I was reading Foote & Dummit's book on abstract algebra and this question arose. The authors start their discussion on quotient groups by first defining the quotient group $G/K$ where $K$ is the kernel of some homomorphism $\varphi$ defined on $G$. Let me introduce some of their definitions and terminology.
Let $G$ and $H$ be groups and $\varphi: G \to H$ a group homomorphism with kernel $K$. A fiber in $G$ over $h$ is the pre-image the singleton $\{h\} \subset H$, i.e. $\varphi^{-1}(\{h\})$. The quotient group $G/K$ is defined to be the set of all such fibers with group operation defined as follows. If $X = \varphi^{-1}(\{h\})$ and $Y = \varphi^{-1}(\{s\})$, then $XY := \varphi^{-1}(\{hs\})$.
Now, I might be wrong but as far as I know, the homomorphism $\varphi$ is not assumed to be surjective. Thus, in principle the empty set can be an element of $G/K$.

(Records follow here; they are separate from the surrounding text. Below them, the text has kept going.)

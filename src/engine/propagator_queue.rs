use std::collections::VecDeque;

use crate::propagators::ConstraintId;

/// First-in first-out queue of constraints waiting to propagate. A constraint is enqueued at
/// most once at a time.
#[derive(Clone, Debug, Default)]
pub(crate) struct PropagatorQueue {
    queue: VecDeque<ConstraintId>,
    is_enqueued: Vec<bool>,
}

impl PropagatorQueue {
    pub(crate) fn grow(&mut self) {
        self.is_enqueued.push(false);
    }

    pub(crate) fn enqueue_propagator(&mut self, constraint: ConstraintId) {
        if !self.is_enqueued[constraint.index()] {
            self.is_enqueued[constraint.index()] = true;
            self.queue.push_back(constraint);
        }
    }

    pub(crate) fn pop(&mut self) -> Option<ConstraintId> {
        let constraint = self.queue.pop_front()?;
        self.is_enqueued[constraint.index()] = false;
        Some(constraint)
    }

    pub(crate) fn is_empty(&self) -> bool {
        self.queue.is_empty()
    }

    pub(crate) fn clear(&mut self) {
        for constraint in self.queue.drain(..) {
            self.is_enqueued[constraint.index()] = false;
        }
    }
}

#[cfg(test)]
mod tests {
    use super::PropagatorQueue;
    use crate::propagators::ConstraintId;

    #[test]
    fn constraints_are_enqueued_once() {
        let mut queue = PropagatorQueue::default();
        queue.grow();
        queue.grow();

        queue.enqueue_propagator(ConstraintId::new(1));
        queue.enqueue_propagator(ConstraintId::new(0));
        queue.enqueue_propagator(ConstraintId::new(1));

        assert_eq!(queue.pop(), Some(ConstraintId::new(1)));
        assert_eq!(queue.pop(), Some(ConstraintId::new(0)));
        assert_eq!(queue.pop(), None);
    }

    #[test]
    fn cleared_constraints_can_be_enqueued_again() {
        let mut queue = PropagatorQueue::default();
        queue.grow();

        queue.enqueue_propagator(ConstraintId::new(0));
        queue.clear();
        assert!(queue.is_empty());

        queue.enqueue_propagator(ConstraintId::new(0));
        assert_eq!(queue.pop(), Some(ConstraintId::new(0)));
    }
}
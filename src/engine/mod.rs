pub(crate) mod assignments;
pub(crate) mod constraint_satisfaction_solver;
pub(crate) mod incumbent;
pub(crate) mod termination;
pub(crate) mod variables;

mod propagator_queue;
pub(crate) mod test_helper;
pub(crate) mod watch_list;

pub(crate) use assignments::EmptyDomain;
pub(crate) use constraint_satisfaction_solver::ConstraintSatisfactionSolver;
pub(crate) use constraint_satisfaction_solver::SolverParameters;
pub(crate) use incumbent::SharedIncumbent;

However, the authors discuss a more natural way to define $G/K$ in which the explicit use of the homomorphism $\varphi$ is not required. First, they prove that if $X$ is any fiber and $u \in X$ then $X = uK :=\{uk: \hspace{0.1cm} k \in K\}$. Then, they proceed to prove that $G/K$ is precisely the set of all such left cosets $gK$, $g \in K$. At this point, I prefer not to follow the argumentation of the book. My thoughts are the following. If $X$ is a nonempty fiber on $G/K$, then $X = uK$ for some $u \in X \subseteq G$, so that every nonempty fiber is a left coset of the form $gK$, $g \in G$. Conversely, if $g \in G$, there exists some fiber $X$ such that $g \in X$ and $X = gK$. However, the reasoning here is not taking the empty set into account and, in addition, the empty set cannot be expressed as a left coset since $K$ is a subgroup of $G$.
Question: Does the quotient group $G/K$ contain the empty set or not?

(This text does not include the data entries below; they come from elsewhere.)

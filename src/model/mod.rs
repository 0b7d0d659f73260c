//! The timetabling model: the input instance, the decision variables and the constraints and
//! objective over them, from which a [`Solver`] can be constructed.
//!
//! ```rust
//! # use timetabler::model::TimetableInstance;
//! # use timetabler::model::TimetableModel;
//! # use timetabler::options::SolverOptions;
//! # use timetabler::termination::Indefinite;
//! let model = TimetableModel::new(TimetableInstance::sample());
//!
//! let outcome = timetabler::solve(&model, &SolverOptions::default(), Indefinite);
//! let report = timetabler::extraction::extract(&outcome, &model).expect("the week is feasible");
//!
//! assert_eq!(report.assignments().len(), 5);
//! ```

mod dimensions;
mod instance;
mod preferences;
mod variable_space;

use log::debug;
use thiserror::Error;

pub use dimensions::Dimension;
pub use dimensions::DimensionError;
pub use dimensions::Dimensions;
pub use instance::TimetableInstance;
pub use preferences::Preferences;
pub use variable_space::VariableKey;
pub use variable_space::VariableSpace;

use crate::branching::Brancher;
use crate::branching::DefaultBrancher;
use crate::branching::InDomainMax;
use crate::branching::IndependentVariableValueBrancher;
use crate::branching::InputOrder;
use crate::constraints::ConstraintRegistry;
use crate::objective::Objective;
use crate::options::SearchStrategy;
use crate::options::SolverOptions;
use crate::timetabler_assert_eq_simple;
use crate::variables::Literal;
use crate::variables::VariableId;
use crate::Solver;

/// Errors in the description of a timetabling instance.
#[derive(Clone, Debug, PartialEq, Error)]
pub enum InstanceError {
    #[error(transparent)]
    Dimension(#[from] DimensionError),
    #[error("the preferences must form a table of {professors} professors by {days} days by {slots} slots")]
    PreferenceShape {
        professors: usize,
        days: usize,
        slots: usize,
    },
    #[error("the preference of professor {professor} on day {day} in slot {slot} is {value}, expected 0 or 1")]
    PreferenceValue {
        professor: usize,
        day: usize,
        slot: usize,
        value: i64,
    },
    #[error("the preference density {0} is not a probability")]
    Density(f64),
}

/// The variables, constraints and objective of one timetabling instance. The model is
/// immutable; every solve builds its own [`Solver`] from it.
#[derive(Clone, Debug)]
pub struct TimetableModel {
    instance: TimetableInstance,
    space: VariableSpace,
    registry: ConstraintRegistry,
    objective: Objective,
}

impl TimetableModel {
    pub fn new(instance: TimetableInstance) -> TimetableModel {
        let space = VariableSpace::create(*instance.dimensions());
        let registry = ConstraintRegistry::for_timetable(&space);
        let objective = Objective::for_timetable(&space, instance.preferences());

        debug!(
            "Created a model with {} variables and {} constraints",
            space.len(),
            registry.len()
        );

        TimetableModel {
            instance,
            space,
            registry,
            objective,
        }
    }

    pub fn instance(&self) -> &TimetableInstance {
        &self.instance
    }

    pub fn space(&self) -> &VariableSpace {
        &self.space
    }

    pub fn registry(&self) -> &ConstraintRegistry {
        &self.registry
    }

    pub fn objective(&self) -> &Objective {
        &self.objective
    }

    /// Create a solver instance from this model.
    ///
    /// If the constraints are inconsistent at the root, the solver is left in its infeasible
    /// state and every search on it reports that no solution exists.
    pub fn create_solver(&self, options: &SolverOptions) -> Solver {
        let mut solver = Solver::with_options(*options);

        let variables = solver
            .new_literals()
            .take(self.space.len())
            .map(|literal| literal.variable())
            .collect::<Vec<_>>();
        timetabler_assert_eq_simple!(
            variables.last().map(|variable| variable.index() + 1),
            Some(self.space.len())
        );

        if let Err(error) = self.registry.post_all(&mut solver) {
            debug!("The timetable is infeasible at the root: {error}");
        }

        solver.set_objective(self.objective.clone());
        solver
    }

    /// The brancher which implements the search strategy over this model.
    pub fn create_brancher(&self, strategy: SearchStrategy) -> Box<dyn Brancher> {
        match strategy {
            SearchStrategy::MostConstrained => {
                Box::new(DefaultBrancher::most_constrained(self.space.subject_groups()))
            }
            SearchStrategy::InputOrder => {
                let variables = self
                    .space
                    .iter()
                    .map(|(variable, _)| variable)
                    .collect::<Vec<_>>();
                Box::new(IndependentVariableValueBrancher::new(
                    InputOrder::new(&variables),
                    InDomainMax,
                ))
            }
        }
    }

    /// Splits the search space at the root into disjoint cubes: one per open candidate of the
    /// undecided subject with the fewest open candidates, each setting that candidate to 1.
    ///
    /// Returns no cubes if every subject is decided at the root.
    pub fn root_cubes(&self, solver: &Solver) -> Vec<Literal> {
        let value = |variable: VariableId| solver.get_literal_value(Literal::new(variable, true));

        self.space
            .subject_groups()
            .into_iter()
            .filter(|group| group.iter().all(|&variable| value(variable) != Some(true)))
            .map(|group| {
                group
                    .iter()
                    .copied()
                    .filter(|&variable| value(variable).is_none())
                    .collect::<Vec<_>>()
            })
            .filter(|candidates| !candidates.is_empty())
            .min_by_key(Vec::len)
            .map(|candidates| {
                candidates
                    .into_iter()
                    .map(|variable| Literal::new(variable, true))
                    .collect()
            })
            .unwrap_or_default()
    }
}

#[cfg(test)]
mod tests {
    use super::TimetableInstance;
    use super::TimetableModel;
    use crate::model::Dimensions;
    use crate::model::Preferences;
    use crate::options::SolverOptions;

    #[test]
    fn solver_has_one_variable_per_key() {
        let model = TimetableModel::new(TimetableInstance::sample());

        let solver = model.create_solver(&SolverOptions::default());

        assert_eq!(solver.num_variables(), 1500);
        assert_eq!(solver.num_constraints(), model.registry().len());
    }

    #[test]
    fn root_cubes_cover_the_first_subject() {
        let model = TimetableModel::new(TimetableInstance::sample());
        let solver = model.create_solver(&SolverOptions::default());

        let cubes = model.root_cubes(&solver);

        assert_eq!(cubes.len(), 300);
        assert!(cubes
            .iter()
            .all(|cube| cube.is_positive() && model.space().key(cube.variable()).subject == 0));
    }

    #[test]
    fn decided_subjects_give_no_cubes() {
        let dimensions = Dimensions::new(1, 1, 1, 1, 1).expect("valid dimensions");
        let instance = TimetableInstance::new(
            dimensions,
            Preferences::from_fn(&dimensions, |_, _, _| true),
        )
        .expect("valid instance");
        let model = TimetableModel::new(instance);
        let solver = model.create_solver(&SolverOptions::default());

        assert!(model.root_cubes(&solver).is_empty());
    }
}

Note: I know that the problem can be solved by taking $H = \text{Im}\varphi$ instead, which is a subgroup of $H$, but there is no mention of this fact on Foote & Dummit's book and I got tricked by it.
Best Answer
No, the empty set is not an element of the quotient group $G / K$. This appears to be a mistake in Dummit and Foote: they should define $G / K$ to be set of nonempty fibers of $\varphi : G \to H$.

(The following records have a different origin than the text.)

use crate::branching::SelectionContext;
use crate::branching::ValueSelector;
use crate::engine::variables::Literal;
use crate::engine::variables::VariableId;

/// [`ValueSelector`] which chooses to assign the variable to 0 first.
#[derive(Debug, Copy, Clone)]
pub struct InDomainMin;

impl ValueSelector for InDomainMin {
    fn select_value(&mut self, _context: &SelectionContext, decision_variable: VariableId) -> Literal {
        Literal::new(decision_variable, false)
    }
}

#[cfg(test)]
mod tests {
    use crate::branching::InDomainMax;
    use crate::branching::InDomainMin;
    use crate::branching::SelectionContext;
    use crate::branching::ValueSelector;
    use crate::engine::variables::VariableId;

    #[test]
    fn selectors_pick_opposite_polarities() {
        let assignments = SelectionContext::create_for_testing(1);
        let context = SelectionContext::new(&assignments);
        let variable = VariableId::new(0);

        assert!(!InDomainMin.select_value(&context, variable).is_positive());
        assert!(InDomainMax.select_value(&context, variable).is_positive());
    }
}
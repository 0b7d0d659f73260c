#![cfg(test)]
use crate::basic_types::Inconsistency;
use crate::engine::test_helper::TestSolver;
use crate::engine::variables::Literal;
use crate::propagators::CardinalityConstraint;

#[test]
fn a_true_variable_clears_the_rest_of_an_exactly_one_group() {
    let mut solver = TestSolver::default();
    let group = solver.new_variables(4);
    let constraint = CardinalityConstraint::ExactlyOne(group.clone().into());

    solver.set(group[2], true);
    let result = solver.propagate(&constraint);

    assert!(result.is_ok());
    solver.assert_values(
        &group,
        &[Some(false), Some(false), Some(true), Some(false)],
    );
    assert!(constraint.is_satisfied(&solver.assignments));
}

#[test]
fn the_last_candidate_of_an_exactly_one_group_is_forced() {
    let mut solver = TestSolver::default();
    let group = solver.new_variables(3);
    let constraint = CardinalityConstraint::ExactlyOne(group.clone().into());

    solver.set(group[0], false);
    assert_eq!(Ok(vec![]), solver.forced_by(&constraint));

    solver.set(group[2], false);
    assert_eq!(
        Ok(vec![Literal::new(group[1], true)]),
        solver.forced_by(&constraint)
    );
}

#[test]
fn at_most_one_does_not_force_the_last_candidate() {
    let mut solver = TestSolver::default();
    let group = solver.new_variables(3);
    let constraint = CardinalityConstraint::AtMostOne(group.clone().into());

    solver.set(group[0], false);
    solver.set(group[1], false);
    let result = solver.propagate(&constraint);

    assert!(result.is_ok());
    assert_eq!(None, solver.value(group[2]));
    assert!(constraint.is_satisfied(&solver.assignments));
}

#[test]
fn at_most_one_clears_the_group_after_a_true_variable() {
    let mut solver = TestSolver::default();
    let group = solver.new_variables(3);
    let constraint = CardinalityConstraint::AtMostOne(group.clone().into());

    solver.set(group[1], true);
    let result = solver.propagate(&constraint);

    assert!(result.is_ok());
    solver.assert_values(&group, &[Some(false), Some(true), Some(false)]);
}

#[test]
fn two_true_variables_are_a_conflict() {
    let mut solver = TestSolver::default();
    let group = solver.new_variables(3);

    solver.set(group[0], true);
    solver.set(group[2], true);

    for constraint in [
        CardinalityConstraint::AtMostOne(group.clone().into()),
        CardinalityConstraint::ExactlyOne(group.clone().into()),
    ] {
        assert!(constraint.is_violated(&solver.assignments));
        assert_eq!(
            Err(Inconsistency::TooManyTrue),
            solver.propagate(&constraint)
        );
    }
}

#[test]
fn an_exactly_one_group_without_candidates_is_a_conflict() {
    let mut solver = TestSolver::default();
    let group = solver.new_variables(2);
    let constraint = CardinalityConstraint::ExactlyOne(group.clone().into());

    solver.set(group[0], false);
    solver.set(group[1], false);

    assert!(constraint.is_violated(&solver.assignments));
    assert_eq!(
        Err(Inconsistency::NoCandidate),
        solver.forced_by(&constraint)
    );
}

#[test]
fn overlapping_groups_propagate_through_each_other() {
    let mut solver = TestSolver::default();
    let variables = solver.new_variables(3);
    let subject = CardinalityConstraint::ExactlyOne([variables[0], variables[1]].into());
    let hall = CardinalityConstraint::AtMostOne([variables[1], variables[2]].into());

    solver.set(variables[2], true);
    assert!(solver.propagate(&hall).is_ok());
    assert!(solver.propagate(&subject).is_ok());

    solver.assert_values(&variables, &[Some(true), Some(false), Some(true)]);
}

#[test]
fn an_open_group_forces_nothing() {
    let mut solver = TestSolver::default();
    let group = solver.new_variables(5);
    let constraint = CardinalityConstraint::ExactlyOne(group.clone().into());

    assert_eq!(Ok(vec![]), solver.forced_by(&constraint));
    assert!(!constraint.is_violated(&solver.assignments));
    assert!(!constraint.is_satisfied(&solver.assignments));
}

One explanation for defining quotient groups in this way is that we want the first isomorphism theorem to hold: if $\varphi : G \to H$ is a group homomorphism then we want $G / \ker \varphi \cong \operatorname{im} \varphi$, however if $\varphi$ is not surjective and hence with the incorrect definition $G / \ker \varphi$ contains the empty set (and $G$ is finite), then these two sets will not even have the same size.